use std::rc::Rc;

use chrono::{Duration, TimeZone, Utc};

use kingshot_atlas::bounded_cache::DEFAULT_CAPACITY;
use kingshot_atlas::config::AtlasConfig;
use kingshot_atlas::fake_kingdoms::generate_kingdoms;
use kingshot_atlas::kingdom_stats::{KvkOutcome, KvkRecord, PhaseResult};
use kingshot_atlas::kingdom_store;
use kingshot_atlas::notifications::NotificationPayload;
use kingshot_atlas::rate_limit::ManualClock;
use kingshot_atlas::state::AtlasState;

fn session() -> (Rc<ManualClock>, AtlasState<Rc<ManualClock>>) {
    let clock = Rc::new(ManualClock::new(
        Utc.with_ymd_and_hms(2025, 8, 1, 9, 0, 0).unwrap(),
    ));
    let cfg = AtlasConfig::from_lookup(|key| match key {
        "ATLAS_NOTIFY_WINDOW_MINS" => Some("30".to_string()),
        "ATLAS_RATE_LIMIT_MAX" => Some("3".to_string()),
        _ => None,
    });
    let state = AtlasState::with_clock(&cfg, Rc::clone(&clock));
    (clock, state)
}

#[test]
fn demo_leaderboard_is_ranked() {
    let (_, mut st) = session();
    st.load_profiles(generate_kingdoms(120, 3));
    let rows = st.leaderboard();
    assert_eq!(rows.len(), 120);
    assert_eq!(rows[0].rank, 1);
    for pair in rows.windows(2) {
        assert!(pair[0].score.final_score >= pair[1].score.final_score);
        assert!(pair[0].rank <= pair[1].rank);
    }
}

#[test]
fn kvk_results_group_inside_window() {
    let (clock, mut st) = session();
    for kvk in 1..=3 {
        st.push_notification(NotificationPayload::KvkResult {
            kingdom_number: 172,
            kvk_number: kvk,
            outcome: KvkOutcome::Domination,
            opponent_kingdom: None,
        });
        clock.advance(Duration::minutes(10));
    }
    clock.advance(Duration::hours(2));
    st.push_notification(NotificationPayload::KvkResult {
        kingdom_number: 172,
        kvk_number: 4,
        outcome: KvkOutcome::Invasion,
        opponent_kingdom: Some(45),
    });

    let groups = st.grouped_notifications();
    assert_eq!(groups.len(), 2);
    assert_eq!(groups[0].count(), 1);
    assert_eq!(groups[1].count(), 3);
    assert_eq!(groups[1].unread, 3);

    st.mark_all_read();
    assert!(st.grouped_notifications().iter().all(|g| g.unread == 0));
}

#[test]
fn translations_are_capped() {
    let (_, mut st) = session();
    for i in 0..(DEFAULT_CAPACITY + 25) {
        st.translations
            .insert("de", &format!("line {i}"), format!("Zeile {i}"));
    }
    assert_eq!(st.translations.len(), DEFAULT_CAPACITY);
    assert!(st.translations.get("de", "line 0").is_none());
    assert_eq!(
        st.translations.get("de", &format!("line {}", DEFAULT_CAPACITY + 24)),
        Some(format!("Zeile {}", DEFAULT_CAPACITY + 24).as_str())
    );
}

#[test]
fn refresh_limit_follows_config() {
    let (clock, mut st) = session();
    for _ in 0..3 {
        assert!(st.request_refresh(172).is_allowed());
    }
    assert!(!st.request_refresh(172).is_allowed());
    assert!(st.request_refresh(45).is_allowed());
    clock.advance(Duration::seconds(60));
    assert!(st.request_refresh(172).is_allowed());
}

#[test]
fn reingest_raises_notifications_for_new_results() {
    let (_, mut st) = session();
    let stored = generate_kingdoms(20, 5);
    let mut conn = kingdom_store::open_in_memory().unwrap();
    kingdom_store::upsert_profiles(&mut conn, &stored).unwrap();
    st.load_profiles(kingdom_store::load_all_profiles(&conn).unwrap());

    let mut fresh = stored.clone();
    let target = &mut fresh[0];
    let next = target
        .recent_kvks
        .iter()
        .filter_map(|r| r.kvk_number)
        .max()
        .unwrap_or(0)
        + 1;
    target.recent_kvks.insert(
        0,
        KvkRecord {
            kvk_number: Some(next),
            opponent_kingdom: Some(999),
            prep_result: Some(PhaseResult::Win),
            battle_result: Some(PhaseResult::Win),
            kvk_date: None,
        },
    );
    let kingdom = target.kingdom_number;

    assert!(st.apply_profile_updates(fresh.clone()) >= 1);
    assert!(st.notifications.iter().any(|n| matches!(
        n.payload,
        NotificationPayload::KvkResult { kingdom_number, kvk_number, outcome: KvkOutcome::Domination, .. }
            if kingdom_number == kingdom && kvk_number == next
    )));

    // The same batch again has nothing new to report.
    assert_eq!(st.apply_profile_updates(fresh), 0);
}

------------------------------------------------------------

What is being asked: Could you output each line above exactly as it was given?

Solution to this exercise:
use std::rc::Rc;

use chrono::{Duration, TimeZone, Utc};

use kingshot_atlas::bounded_cache::DEFAULT_CAPACITY;
use kingshot_atlas::config::AtlasConfig;
use kingshot_atlas::fake_kingdoms::generate_kingdoms;
use kingshot_atlas::kingdom_stats::{KvkOutcome, KvkRecord, PhaseResult};
use kingshot_atlas::kingdom_store;
use kingshot_atlas::notifications::NotificationPayload;
use kingshot_atlas::rate_limit::ManualClock;
use kingshot_atlas::state::AtlasState;

fn session() -> (Rc<ManualClock>, AtlasState<Rc<ManualClock>>) {
    let clock = Rc::new(ManualClock::new(
        Utc.with_ymd_and_hms(2025, 8, 1, 9, 0, 0).unwrap(),
    ));
    let cfg = AtlasConfig::from_lookup(|key| match key {
        "ATLAS_NOTIFY_WINDOW_MINS" => Some("30".to_string()),
        "ATLAS_RATE_LIMIT_MAX" => Some("3".to_string()),
        _ => None,
    });
    let state = AtlasState::with_clock(&cfg, Rc::clone(&clock));
    (clock, state)
}

#[test]
fn demo_leaderboard_is_ranked() {
    let (_, mut st) = session();
    st.load_profiles(generate_kingdoms(120, 3));
    let rows = st.leaderboard();
    assert_eq!(rows.len(), 120);
    assert_eq!(rows[0].rank, 1);
    for pair in rows.windows(2) {
        assert!(pair[0].score.final_score >= pair[1].score.final_score);
        assert!(pair[0].rank <= pair[1].rank);
    }
}

#[test]
fn kvk_results_group_inside_window() {
    let (clock, mut st) = session();
    for kvk in 1..=3 {
        st.push_notification(NotificationPayload::KvkResult {
            kingdom_number: 172,
            kvk_number: kvk,
            outcome: KvkOutcome::Domination,
            opponent_kingdom: None,
        });
        clock.advance(Duration::minutes(10));
    }
    clock.advance(Duration::hours(2));
    st.push_notification(NotificationPayload::KvkResult {
        kingdom_number: 172,
        kvk_number: 4,
        outcome: KvkOutcome::Invasion,
        opponent_kingdom: Some(45),
    });

    let groups = st.grouped_notifications();
    assert_eq!(groups.len(), 2);
    assert_eq!(groups[0].count(), 1);
    assert_eq!(groups[1].count(), 3);
    assert_eq!(groups[1].unread, 3);

    st.mark_all_read();
    assert!(st.grouped_notifications().iter().all(|g| g.unread == 0));
}

#[test]
fn translations_are_capped() {
    let (_, mut st) = session();
    for i in 0..(DEFAULT_CAPACITY + 25) {
        st.translations
            .insert("de", &format!("line {i}"), format!("Zeile {i}"));
    }
    assert_eq!(st.translations.len(), DEFAULT_CAPACITY);
    assert!(st.translations.get("de", "line 0").is_none());
    assert_eq!(
        st.translations.get("de", &format!("line {}", DEFAULT_CAPACITY + 24)),
        Some(format!("Zeile {}", DEFAULT_CAPACITY + 24).as_str())
    );
}

#[test]
fn refresh_limit_follows_config() {
    let (clock, mut st) = session();
    for _ in 0..3 {
        assert!(st.request_refresh(172).is_allowed());
    }
    assert!(!st.request_refresh(172).is_allowed());
    assert!(st.request_refresh(45).is_allowed());
    clock.advance(Duration::seconds(60));
    assert!(st.request_refresh(172).is_allowed());
}

#[test]
fn reingest_raises_notifications_for_new_results() {
    let (_, mut st) = session();
    let stored = generate_kingdoms(20, 5);
    let mut conn = kingdom_store::open_in_memory().unwrap();
    kingdom_store::upsert_profiles(&mut conn, &stored).unwrap();
    st.load_profiles(kingdom_store::load_all_profiles(&conn).unwrap());

    let mut fresh = stored.clone();
    let target = &mut fresh[0];
    let next = target
        .recent_kvks
        .iter()
        .filter_map(|r| r.kvk_number)
        .max()
        .unwrap_or(0)
        + 1;
    target.recent_kvks.insert(
        0,
        KvkRecord {
            kvk_number: Some(next),
            opponent_kingdom: Some(999),
            prep_result: Some(PhaseResult::Win),
            battle_result: Some(PhaseResult::Win),
            kvk_date: None,
        },
    );
    let kingdom = target.kingdom_number;

    assert!(st.apply_profile_updates(fresh.clone()) >= 1);
    assert!(st.notifications.iter().any(|n| matches!(
        n.payload,
        NotificationPayload::KvkResult { kingdom_number, kvk_number, outcome: KvkOutcome::Domination, .. }
            if kingdom_number == kingdom && kvk_number == next
    )));

    // The same batch again has nothing new to report.
    assert_eq!(st.apply_profile_updates(fresh), 0);
}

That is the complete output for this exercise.